▸ Required work
Once the line containing "pub use pool::ConnPool;" is found, please set it down along with each following line, exactly, to the end of the material.

▸ Record extracts

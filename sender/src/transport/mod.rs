//! Outbound transports, one per destination kind.
//!
//! A dispatch worker only knows its transport through [`Deliver`]. Transports never
//! retry; a failed call is reported back and the worker accounts for the lost records.

use async_trait::async_trait;

use crate::errors::TransportError;

pub mod pool;
pub mod report;
pub mod rpc;
pub mod tsdb;

pub use pool::ConnPool;
pub use report::ReportClient;
pub use rpc::RpcClient;
pub use tsdb::TsdbClient;

/// Delivers one batch of records to a single destination.
#[async_trait]
pub trait Deliver<R>: Send + Sync {
    async fn deliver(&self, batch: &[R]) -> Result<(), TransportError>;

    /// Address or URL, used in logs.
    fn destination(&self) -> &str;
}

▸ Final answer
pub use pool::ConnPool;
pub use report::ReportClient;
pub use rpc::RpcClient;
pub use tsdb::TsdbClient;

/// Delivers one batch of records to a single destination.
#[async_trait]
pub trait Deliver<R>: Send + Sync {
    async fn deliver(&self, batch: &[R]) -> Result<(), TransportError>;

    /// Address or URL, used in logs.
    fn destination(&self) -> &str;
}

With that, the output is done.